Knight sustained two head knocks over the last month of the 2016–17 NBL season, both of which resulted in him being unable to complete the game and missing a subsequent contest. Wildcats managing director Nick Marvin acknowledged that the club would consult with Knight during the 2017 off-season, with six concussion-related incidents in six years raising concerns over his long-term health.

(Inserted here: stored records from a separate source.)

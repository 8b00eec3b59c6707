//! The engine abstraction shared by all supported databases.

use async_trait::async_trait;
use secrecy::ExposeSecret;

use crate::config::ProvisionConfig;
use crate::process::CommandRunner;
use crate::provision::engines::{Mongo, MySql, Postgres, Redis};
use crate::provision::error::Result;
use crate::provision::mssql::SqlServer;
use crate::provision::mssql::password::PasswordPolicyError;
use crate::provision::request::ProvisionRequest;

/// Which database to provision.
#[derive(Debug, Clone, Copy, PartialEq, Eq, Hash, clap::ValueEnum)]
pub enum EngineKind {
    #[value(alias = "postgresql", alias = "pg")]
    Postgres,
    #[value(alias = "sqlserver")]
    Mssql,
    Mysql,
    #[value(alias = "mongodb")]
    Mongo,
    Redis,
}

impl EngineKind {
    pub const ALL: [EngineKind; 5] = [
        EngineKind::Postgres,
        EngineKind::Mssql,
        EngineKind::Mysql,
        EngineKind::Mongo,
        EngineKind::Redis,
    ];

    /// Build the engine implementation for this kind.
    pub fn engine(self, config: &ProvisionConfig) -> Box<dyn Engine> {
        match self {
            EngineKind::Postgres => Box::new(Postgres::new(config)),
            EngineKind::Mssql => Box::new(SqlServer::new(config)),
            EngineKind::Mysql => Box::new(MySql::new(config)),
            EngineKind::Mongo => Box::new(Mongo::new(config)),
            EngineKind::Redis => Box::new(Redis::new(config)),
        }
    }

    pub fn as_str(&self) -> &'static str {
        match self {
            EngineKind::Postgres => "postgres",
            EngineKind::Mssql => "mssql",
            EngineKind::Mysql => "mysql",
            EngineKind::Mongo => "mongo",
            EngineKind::Redis => "redis",
        }
    }
}

impl std::fmt::Display for EngineKind {
    fn fmt(&self, f: &mut std::fmt::Formatter<'_>) -> std::fmt::Result {
        f.write_str(self.as_str())
    }
}

impl std::str::FromStr for EngineKind {
    type Err = String;

    fn from_str(s: &str) -> std::result::Result<Self, Self::Err> {
        match s.trim().to_lowercase().as_str() {
            "postgres" | "postgresql" | "pg" => Ok(Self::Postgres),
            "mssql" | "sqlserver" => Ok(Self::Mssql),
            "mysql" => Ok(Self::Mysql),
            "mongo" | "mongodb" => Ok(Self::Mongo),
            "redis" => Ok(Self::Redis),
            _ => Err(format!(
                "unknown db type '{s}'. Must be one of 'postgres', 'mssql', 'mysql', 'mongo', or 'redis'"
            )),
        }
    }
}

/// Which optional parameters an engine understands.
#[derive(Debug, Clone, Copy, PartialEq, Eq)]
pub struct Capabilities {
    pub database_name: bool,
    pub user_password: bool,
}

/// Values used for anything the caller leaves unset.
#[derive(Debug, Clone, PartialEq, Eq)]
pub struct DefaultSettings {
    pub user: Option<&'static str>,
    pub image_tag: &'static str,
    pub port: u16,
    pub password: Option<&'static str>,
}

/// A container that was started.
#[derive(Debug, Clone, PartialEq, Eq)]
pub struct CreatedContainer {
    pub name: String,
    /// Identifier printed by `docker run -d`; empty in dry-run mode.
    pub id: String,
}

impl CreatedContainer {
    pub(crate) fn from_run_output(name: &str, stdout: &str) -> Self {
        Self {
            name: name.to_string(),
            id: stdout.trim().to_string(),
        }
    }

    /// Target for `docker exec`: the id when known, the name otherwise.
    pub fn exec_target(&self) -> &str {
        if self.id.is_empty() { &self.name } else { &self.id }
    }
}

/// A database that can be provisioned in a container.
#[async_trait]
pub trait Engine: Send + Sync {
    fn kind(&self) -> EngineKind;

    fn default_settings(&self) -> DefaultSettings;

    fn capabilities(&self) -> Capabilities;

    /// Reject passwords the database would refuse. Most engines accept
    /// anything.
    fn validate_password(&self, _password: &str) -> std::result::Result<(), PasswordPolicyError> {
        Ok(())
    }

    /// Launch the container and perform any follow-up setup.
    async fn create(
        &self,
        runner: &dyn CommandRunner,
        request: &ProvisionRequest,
    ) -> Result<CreatedContainer>;
}

/// Value of an optional request field, empty when unset.
pub(crate) fn field(value: &Option<String>) -> &str {
    value.as_deref().unwrap_or_default()
}

/// Password of a request, empty when unset.
pub(crate) fn password(request: &ProvisionRequest) -> &str {
    request
        .password
        .as_ref()
        .map(|p| p.expose_secret())
        .unwrap_or_default()
}

#[cfg(test)]
mod tests {
    use super::*;

    #[test]
    fn test_parse_engine_kind() {
        assert_eq!("postgres".parse::<EngineKind>(), Ok(EngineKind::Postgres));
        assert_eq!("PG".parse::<EngineKind>(), Ok(EngineKind::Postgres));
        assert_eq!("sqlserver".parse::<EngineKind>(), Ok(EngineKind::Mssql));
        assert_eq!("mongodb".parse::<EngineKind>(), Ok(EngineKind::Mongo));
        assert!("oracle".parse::<EngineKind>().is_err());
    }

    #[test]
    fn test_display_round_trips_through_parse() {
        for kind in EngineKind::ALL {
            assert_eq!(kind.to_string().parse::<EngineKind>(), Ok(kind));
        }
    }

    #[test]
    fn test_engine_reports_its_kind() {
        let config = ProvisionConfig::default();
        for kind in EngineKind::ALL {
            assert_eq!(kind.engine(&config).kind(), kind);
        }
    }

    #[test]
    fn test_exec_target_falls_back_to_name() {
        let created = CreatedContainer::from_run_output("quiet-otter", "\n");
        assert_eq!(created.exec_target(), "quiet-otter");

        let created = CreatedContainer::from_run_output("quiet-otter", "abc123\n");
        assert_eq!(created.exec_target(), "abc123");
    }
}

====2017–18 season: Retirement brought forward====
On 1 July 2017, Knight revealed that the 2017–18 NBL season would be his last. After battling shoulder problems and concussion in 2016–17, Knight had hoped to avoid more injuries in his final season. However, on 13 September 2017, he was ruled out for the remainder of the club's pre-season games with a thumb injury. The injury occurred in the Wildcats' opening game of the NBL Blitz. Scans revealed a small fracture and ligament damage in his right thumb, with Wildcats medical staff opting to take a non-surgical approach to repairing the injury. The injury-prone Knight suffered head knocks against Brisbane and Cairns early in the season, but concerns for his future were only fully taken into account following another head knock that came accidentally at training on 30 October. As a result, Knight brought forward his retirement plans, calling time on his 236-game NBL career on 6 November 2017. He finished his career with 2,800 points and 1,646 rebounds.

==Personal==
On 2 December 2013, Knight and his partner Sherelle had their first child, a daughter named Mia Rose. He later married Sherelle in September 2014.

In 2013, Knight considered a switch to Australian Rules football in order to follow in his father's footsteps after attracting interest from WAFL club West Perth.